Sophia: Princess, Suffragette, Revolutionary

Home > Other > Sophia: Princess, Suffragette, Revolutionary > Page 35
Sophia: Princess, Suffragette, Revolutionary Page 35

by Anand, Anita


  Tin Town itself may have been a metallic sprawl, but it looked out upon picturesque vistas. The site had been donated to the war effort by Mrs Edward Morant, a redoubtable matriarch who lived at Brockenhurst Park, a grand mansion with its own lakes and sculpted grounds. A descendant of one of eighteenth-century England’s richest plantation owners, Mrs Morant was not just wealthy, she was well connected too. Up until the outbreak of war, she had used all her influence and energy to oppose the suffragettes. Morant was one of a number of women recruited by Lord Curzon to show the world that ‘right-minded women’ did not need or want the vote. She served as the President of the Lymington Anti-Suffrage League and was the type of woman Sophia and her friends despised.

  Since the Lady Hardinge was not a government hospital and therefore received no state funding, donations were desperately sought for its upkeep. Men who had once served with the Indian Army or civil service contributed funds, but the lion’s share came from the ‘Indian Soldiers’ Fund Sub-Committee of the Ladies’ Committee of the Order of St John of Jerusalem’.
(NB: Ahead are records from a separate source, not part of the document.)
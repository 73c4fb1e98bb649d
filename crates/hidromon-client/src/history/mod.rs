pub mod date;
pub mod filter;
pub mod normalize;
pub mod search;
pub mod types;

pub use filter::{DateRange, filter_by_range};
pub use normalize::normalize;
pub use search::{HistorySearch, SearchState};
pub use types::{HistoryRecord, ParameterValue};

/// Store path holding the raw history entries.
pub const HISTORY_PATH: &str = "/history";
  Despite its big name, the charity had small beginnings. At the outbreak of war, members raised just enough money to buy religious artefacts for soldiers at the front. Crates filled with Korans, Brahminical threads and copies of the Sikh holy book were sent to the trenches. However by 1915, when it became clear that Brighton was struggling with the influx of wounded, the fund turned its attention from the soldiers’ spiritual needs to the corporeal. Donating more than £10,000, the charity paid for equipment and vital medical supplies for Brockenhurst and also for a small convalescent home in nearby Milford-on-Sea.18

  Because it was privately run, the Lady Hardinge could ignore many of the rules slavishly followed by state hospitals. The ban on female nurses was the first regulation to go. Lady Hardinge ran under the hawkish eye of its matron, Edith McCall Anderson. One of the most highly regarded nurses in the country, Anderson was a sturdy woman with experience of military hospitals dating back to the Boer War.19 With a love of order and discipline, she commanded a contingent of female staff, all of whom were volunteers. These included ‘seventeen Sisters, all of whom speak Hindustani’. The ‘bi-linguals’ had spent their lives in India, either supporting their husbands, or working for the Raj in their own right. They were able to share memories with the men, comfort them in their own language and generally lift their spirits better than anyone else.
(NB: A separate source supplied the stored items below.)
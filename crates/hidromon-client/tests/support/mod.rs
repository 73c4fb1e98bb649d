pub mod snapshot_testkit;
pub mod envelope;
pub mod types;
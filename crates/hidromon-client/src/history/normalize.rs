use serde_json::{Map, Value};
use tracing::debug;

use crate::history::types::{EPOCH_TIMESTAMP, HistoryRecord, NOT_AVAILABLE, ParameterValue};

/// Builds the canonical record list from a raw `/history` snapshot.
///
/// Entries are visited in the store's key order, or index order when the
/// children were exported as an array. An entry is dropped only when its
/// `time` is missing altogether (`null` counts as missing, as it does
/// everywhere in the store); a present but falsy `time` is kept and stamped
/// with the epoch fallback. Sequence numbers are dense over survivors.
pub fn normalize(snapshot: Option<&Value>) -> Vec<HistoryRecord> {
    let entries = match snapshot {
        Some(Value::Object(children)) => children.values().collect::<Vec<&Value>>(),
        Some(Value::Array(children)) => children.iter().collect::<Vec<&Value>>(),
        _ => return Vec::new(),
    };

    let mut records = Vec::with_capacity(entries.len());
    for entry in &entries {
        let Some(fields) = entry.as_object() else {
            continue;
        };
        let Some(time) = fields.get("time").filter(|value| !value.is_null()) else {
            continue;
        };

        records.push(HistoryRecord {
            sequence_number: (records.len() as u64) + 1,
            timestamp: timestamp_or_epoch(time),
            pump_type: text_or_not_available(fields, "pumpType"),
            description: text_or_not_available(fields, "description"),
            parameter_value: parameter_value_or_not_available(fields.get("parameterValue")),
        });
    }

    debug!(
        kept = records.len(),
        dropped = entries.len() - records.len(),
        "normalized history snapshot"
    );
    records
}

pub(crate) fn is_truthy(value: &Value) -> bool {
    match value {
        Value::Null => false,
        Value::Bool(flag) => *flag,
        Value::Number(number) => number.as_f64().is_some_and(|n| n != 0.0 && !n.is_nan()),
        Value::String(text) => !text.is_empty(),
        Value::Array(_) | Value::Object(_) => true,
    }
}

fn timestamp_or_epoch(time: &Value) -> String {
    if !is_truthy(time) {
        return EPOCH_TIMESTAMP.to_string();
    }
    display_text(time)
}

fn text_or_not_available(fields: &Map<String, Value>, key: &str) -> String {
    match fields.get(key) {
        Some(value) if is_truthy(value) => display_text(value),
        _ => NOT_AVAILABLE.to_string(),
    }
}

fn parameter_value_or_not_available(value: Option<&Value>) -> ParameterValue {
    let Some(current) = value.filter(|candidate| is_truthy(candidate)) else {
        return ParameterValue::not_available();
    };

    if let Some(number) = current.as_f64() {
        return ParameterValue::Number(number);
    }
    ParameterValue::Text(display_text(current))
}

fn display_text(value: &Value) -> String {
    match value {
        Value::String(text) => text.clone(),
        other => other.to_string(),
    }
}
  Officers in the Indian Army were accorded special privileges at the hospital. They were dressed in rich blue pyjamas and gowns with red piping. The clothes had been donated by one of the richest women in the world, Lady Rothschild, and the men ‘looked very smart as well as warm’.20 Even the hospital bedding and the men’s underclothes had been sent by well-wishers. As a reporter for the British Journal of Nursing noted, some soldiers had found a new use for the knitted scarves that were sent: ‘ingeniously worn in more than one instance as turbans’. The same journalist was particularly impressed by the aesthetic merits of the wards, noting that they had ‘quilts of Turkey twill which suit the dark faces above them’.21

  In 1915, the hospital received the royal seal of approval when King George V toured its wards. Although he met the matron and many members of her staff, it is unlikely that His Majesty was introduced to one particular nurse. Sophia Duleep Singh was now a member of Matron McCall Anderson’s caring army. She had not been content with merely visiting the Indian soldiers at Brighton and had swapped her civilian clothes for a Red Cross nurse’s uniform in 1915. She spent much of the year tending to the broken sons of the Punjab. In many ways it felt like coming home for Sophia, who had spent the most stable part of her childhood in Brighton under the care of the Oliphants.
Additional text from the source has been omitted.